September COMPOSER: pytor tchaikovsky
1812 Overture, 1880
(The Year 1812, festival overture in E flat major)
There were many brilliant Tchaikovsky pieces I could have chosen for this last post. He wrote some stunning symphonies, piano concertos and ballets, but in the end I couldn’t go past the 1812 Overture. It has bells, even more bells and proper military cannons and it’s probably one of the most recognised pieces of classical music. It’s been used so many times on television and wait for it, at fireworks events that you probably didn’t even know that you knew it. Well Tchaikovsky was the man that composed it, and he didn’t like it all that much either. Which is a shame, because the public loved it and it’s what cemented his reputation worldwide as a great composer.

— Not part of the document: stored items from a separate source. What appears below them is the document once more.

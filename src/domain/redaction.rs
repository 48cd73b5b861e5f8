//! Tag-based redaction of comment trees
//!
//! Every protected node is checked against the caller's roles using its own
//! tags. An authorized node is kept and its protected children are checked in
//! turn; an unauthorized node is dropped together with everything beneath it,
//! whatever the children's own tags say.
//!
//! # Examples
//!
//! ```
//! use commentgate::domain::comment::{Comment, CommentId};
//! use commentgate::domain::redaction::redact;
//! use commentgate::domain::tags::{RoleSet, TagsField};
//!
//! let draft = Comment::new(CommentId::generate(), TagsField::admin_only());
//! assert!(redact(draft, &RoleSet::public()).is_none());
//! ```

use crate::domain::comment::{AuthorInternal, Comment, CommentAuthor, Review};
use crate::domain::tags::{RoleSet, TagsField};
use std::fmt;

/// Which protected node a check applies to
#[derive(Debug, Clone, Copy, PartialEq, Eq)]
pub enum NodeKind {
    Root,
    Review,
    CommentAuthor,
    AuthorInternal,
}

impl fmt::Display for NodeKind {
    fn fmt(&self, f: &mut fmt::Formatter<'_>) -> fmt::Result {
        let name = match self {
            NodeKind::Root => "root",
            NodeKind::Review => "review",
            NodeKind::CommentAuthor => "commentAuthor",
            NodeKind::AuthorInternal => "commentAuthor.internal",
        };
        f.write_str(name)
    }
}

/// A node that carries its own tags and may have protected children
pub trait Guarded: Sized {
    const KIND: NodeKind;

    fn tags(&self) -> &TagsField;

    /// Redact the protected children of an already authorized node
    fn descend(self, roles: &RoleSet) -> Self;
}

/// Keep `node` (with its children redacted) if `roles` may see it
pub fn redact<N: Guarded>(node: N, roles: &RoleSet) -> Option<N> {
    if node.tags().any_authorized(roles) {
        Some(node.descend(roles))
    } else {
        let kind = N::KIND;
        tracing::debug!(node = %kind, "pruning unauthorized node");
        None
    }
}

/// Redact each candidate independently, dropping unauthorized documents.
///
/// Callers must not rely on the output order.
pub fn redact_all(candidates: Vec<Comment>, roles: &RoleSet) -> Vec<Comment> {
    let total = candidates.len();
    let visible: Vec<Comment> = candidates
        .into_iter()
        .filter_map(|comment| {
            let id = comment.id.clone();
            let kept = redact(comment, roles);
            if kept.is_none() {
                tracing::debug!(comment = %id, "comment not visible to caller");
            }
            kept
        })
        .collect();
    tracing::debug!(total, visible = visible.len(), "redacted candidates");
    visible
}

fn redact_child<N: Guarded>(child: Option<N>, roles: &RoleSet) -> Option<N> {
    child.and_then(|node| redact(node, roles))
}

impl Guarded for Comment {
    const KIND: NodeKind = NodeKind::Root;

    fn tags(&self) -> &TagsField {
        &self.tags
    }

    fn descend(mut self, roles: &RoleSet) -> Self {
        self.review = redact_child(self.review, roles);
        self.comment_author = redact_child(self.comment_author, roles);
        self
    }
}

impl Guarded for Review {
    const KIND: NodeKind = NodeKind::Review;

    fn tags(&self) -> &TagsField {
        &self.tags
    }

    fn descend(self, _roles: &RoleSet) -> Self {
        self
    }
}

impl Guarded for CommentAuthor {
    const KIND: NodeKind = NodeKind::CommentAuthor;

    fn tags(&self) -> &TagsField {
        &self.tags
    }

    fn descend(mut self, roles: &RoleSet) -> Self {
        self.internal = redact_child(self.internal, roles);
        self
    }
}

impl Guarded for AuthorInternal {
    const KIND: NodeKind = NodeKind::AuthorInternal;

    fn tags(&self) -> &TagsField {
        &self.tags
    }

    fn descend(self, _roles: &RoleSet) -> Self {
        self
    }
}

#[cfg(test)]
mod tests {
    use super::*;
    use crate::domain::comment::CommentId;
    use crate::domain::tags::TagSet;

    fn public_only() -> TagsField {
        TagsField::new(vec![TagSet::public()])
    }

    fn roles(list: &[&str]) -> RoleSet {
        list.iter().copied().collect()
    }

    fn comment(root: TagsField) -> Comment {
        let mut comment = Comment::new(CommentId::generate(), root);
        comment.name = Some("Jane".to_string());
        comment.review = Some(Review {
            reviewer_notes: Some("needs follow-up".to_string()),
            tags: TagsField::admin_only(),
            ..Review::default()
        });
        comment.comment_author = Some(CommentAuthor {
            contact_name: Some("Jane Doe".to_string()),
            tags: TagsField::admin_and_public(),
            internal: Some(AuthorInternal {
                email: Some("jane@example.com".to_string()),
                tags: TagsField::admin_only(),
                ..AuthorInternal::default()
            }),
            ..CommentAuthor::default()
        });
        comment
    }

    #[test]
    fn test_unauthorized_root_drops_document() {
        let doc = comment(TagsField::admin_only());
        assert!(redact(doc, &RoleSet::public()).is_none());
    }

    #[test]
    fn test_pruned_ancestor_hides_public_child() {
        let mut doc = comment(TagsField::admin_only());
        doc.review.as_mut().unwrap().tags = public_only();

        let result = redact_all(vec![doc], &RoleSet::public());
        assert!(result.is_empty());
    }

    #[test]
    fn test_children_checked_independently() {
        let doc = comment(TagsField::admin_and_public());
        let visible = redact(doc, &RoleSet::public()).unwrap();

        assert_eq!(visible.name.as_deref(), Some("Jane"));
        assert!(visible.review.is_none());
        let author = visible.comment_author.unwrap();
        assert_eq!(author.contact_name.as_deref(), Some("Jane Doe"));
        assert!(author.internal.is_none());
    }

    #[test]
    fn test_admin_sees_everything() {
        let doc = comment(TagsField::admin_only());
        let visible = redact(doc.clone(), &roles(&["sysadmin"])).unwrap();
        assert_eq!(visible, doc);
    }

    #[test]
    fn test_pruned_author_hides_internal_even_if_internal_is_public() {
        let mut doc = comment(TagsField::admin_and_public());
        let author = doc.comment_author.as_mut().unwrap();
        author.tags = TagsField::admin_only();
        author.internal.as_mut().unwrap().tags = public_only();

        let visible = redact(doc, &RoleSet::public()).unwrap();
        assert!(visible.comment_author.is_none());
    }

    #[test]
    fn test_visibility_is_not_inherited() {
        let mut doc = comment(public_only());
        doc.review.as_mut().unwrap().tags = TagsField::default();

        let visible = redact(doc, &RoleSet::public()).unwrap();
        assert!(visible.review.is_none());
    }

    #[test]
    fn test_empty_root_tags_fail_closed() {
        let doc = comment(TagsField::default());
        assert!(redact(doc, &roles(&["sysadmin", "public"])).is_none());
    }

    #[test]
    fn test_multi_role_tag_set_requires_all_roles() {
        let mut doc = comment(TagsField::admin_and_public());
        doc.review.as_mut().unwrap().tags =
            TagsField::new(vec![TagSet::new(["reviewer", "public"]).unwrap()]);

        let public = redact(doc.clone(), &RoleSet::public()).unwrap();
        assert!(public.review.is_none());

        let reviewer = redact(doc, &roles(&["public", "reviewer"])).unwrap();
        assert!(reviewer.review.is_some());
    }

    #[test]
    fn test_redact_all_filters_rows_independently() {
        let hidden = comment(TagsField::admin_only());
        let shown = comment(TagsField::admin_and_public());
        let shown_id = shown.id.clone();

        let result = redact_all(vec![hidden, shown], &RoleSet::public());
        assert_eq!(result.len(), 1);
        assert_eq!(result[0].id, shown_id);
    }

    #[test]
    fn test_absent_children_stay_absent() {
        let doc = Comment::new(CommentId::generate(), public_only());
        let visible = redact(doc, &RoleSet::public()).unwrap();
        assert!(visible.review.is_none());
        assert!(visible.comment_author.is_none());
    }
}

Watch the finale, you get the idea of the theatre that this piece has turned into. Skip ahead to 2:45 if you want a quick listen to the extremely recognisable part of the composition.
The full 1812 Overture goes for 15 minutes. It begins with the gentle hint of an orthodox hymn woven through the string section, and builds up to a lengthy dramatic climax which involves the peeling of bells and the firing of cannons.
The overture was written to coincide with a number of nationalist celebrations in Russia – the biggest being the opening of a cathedral to commemorate the 1812 victory over the French invasion. It was a success, however Tchaikovsky himself later said it was “very loud and noisy and completely without artistic merit, obviously written without warmth or love.”
Watch the full performance
What better image could this piece conjure up than that of a party. Starting in the afternoon people slowly drift into the house and mingle about awkwardly in the kitchen, by the BBQ, or sat separately and too far away from each other on fold-out canvas directors chairs or plastic camping stools. A few drinks are had, the food is eaten and slowly, slowly people start to relax and little and talk to each other. Then suddenly as if you’ve just blinked, a couple are dancing in the courtyard, the mosquito coil smoke curling around then, the fairy lights hung from the trees blinking on and off on their faces. The music is louder, people are singing, and spilling out from very room in the house.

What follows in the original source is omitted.